La pregunta lleva años abierta. Los organofosforados son de los insecticidas agrícolas más usados y llegan a la población general sobre todo por la dieta; prácticamente todas las gestantes analizadas tenían metabolitos detectables en orina. Estudios previos, casi siempre pequeños y en comunidades agrícolas muy expuestas, habían dado resultados contradictorios: algunos apuntaban a un efecto sobre el neurodesarrollo y otros no encontraban nada. Sin una muestra grande y diversa era imposible saber si el riesgo existía a los niveles de exposición que tiene la población común.

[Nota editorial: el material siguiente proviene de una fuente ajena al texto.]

fn lex(source: &str) -> Result<Vec<(Token, usize)>, ParseError> {
    let mut tokens = Vec::new();
    let mut chars = source.chars().peekable();
    let mut line = 1usize;

    while let Some(&c) = chars.peek() {
        match c {
            '\n' => {
                line += 1;
                chars.next();
            }
            c if c.is_whitespace() => {
                chars.next();
            }
            '/' => {
                chars.next();
                match chars.peek() {
                    Some('/') => {
                        for c in chars.by_ref() {
                            if c == '\n' {
                                line += 1;
                                break;
                            }
                        }
                    }
                    Some('*') => {
                        chars.next();
                        let mut prev = '\0';
                        let mut closed = false;
                        for c in chars.by_ref() {
                            if c == '\n' {
                                line += 1;
                            }
                            if prev == '*' && c == '/' {
                                closed = true;
                                break;
                            }
                            prev = c;
                        }
                        if !closed {
                            return Err(ParseError {
                                line,
                                message: "unterminated block comment".into(),
                            });
                        }
                    }
                    _ => {
                        return Err(ParseError {
                            line,
                            message: "unexpected '/'".into(),
                        })
                    }
                }
            }
            '"' | '\'' => {
                let quote = c;
                chars.next();
                let mut value = String::new();
                let mut closed = false;
                while let Some(c) = chars.next() {
                    if c == quote {
                        closed = true;
                        break;
                    }
                    if c == '\n' {
                        line += 1;
                    }
                    if c == '\\' {
                        match chars.next() {
                            Some('n') => value.push('\n'),
                            Some('t') => value.push('\t'),
                            Some('r') => value.push('\r'),
                            Some(other) => value.push(other),
                            None => break,
                        }
                    } else {
                        value.push(c);
                    }
                }
                if !closed {
                    return Err(ParseError {
                        line,
                        message: "unterminated string literal".into(),
                    });
                }
                tokens.push((Token::Str(value), line));
            }
            c if c.is_ascii_alphabetic() || c == '_' => {
                let mut ident = String::new();
                while let Some(&c) = chars.peek() {
                    if c.is_ascii_alphanumeric() || c == '_' || c == '.' {
                        ident.push(c);
                        chars.next();
                    } else {
                        break;
                    }
                }
                tokens.push((Token::Ident(ident), line));
            }
            c if c.is_ascii_digit() => {
                let mut literal = String::new();
                while let Some(&c) = chars.peek() {
                    if c.is_ascii_alphanumeric() || c == '.' || c == '+' || c == '-' {
                        // Exponent signs only follow 'e'/'E'.
                        if (c == '+' || c == '-')
                            && !matches!(literal.chars().last(), Some('e') | Some('E'))
                        {
                            break;
                        }
                        literal.push(c);
                        chars.next();
                    } else {
                        break;
                    }
                }
                tokens.push((Token::Number(literal), line));
            }
            c => {
                chars.next();
                tokens.push((Token::Punct(c), line));
            }
        }
    }
    Ok(tokens)
}

// ─── Parser ───────────────────────────────────────────────────────────────────

pub fn parse(source: &str) -> Result<ProtoFile, ParseError> {
    let tokens = lex(source)?;
    Parser { tokens, pos: 0 }.parse_file()
}

struct Parser {
    tokens: Vec<(Token, usize)>,
    pos: usize,
}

Se analizaron 3.339 parejas madre-hijo. La exposición se estimó con dos marcadores: el TCPy, metabolito específico del clorpirifós, y la suma de metabolitos dialquilfosfato. Los niños se evaluaron a una edad media de 6,4 años (desviación estándar 3,87) con la Social Responsiveness Scale. Por cada duplicación de la concentración prenatal, el cambio en la puntuación fue de -0,13 puntos para el TCPy (IC 95 %: -0,57 a 0,31) y de -0,42 puntos para la suma de dialquilfosfatos (IC 95 %: -1,03 a 0,19): intervalos que cruzan el cero y, por tanto, sin significación estadística ni dirección clara.
Para la consulta, el mensaje es de tranquilidad prudente, no de exoneración absoluta. El hallazgo aplica a los niveles de exposición típicos de la población general estadounidense y no descarta efectos con exposiciones ocupacionales o agrícolas altas, ni en subgrupos vulnerables. Además, estos metabolitos tienen vida media corta, de modo que una o pocas muestras de orina reflejan de forma imperfecta la exposición de todo el embarazo. Es un estudio observacional: no demuestra ausencia de causalidad, muestra ausencia de asociación detectable con la potencia disponible.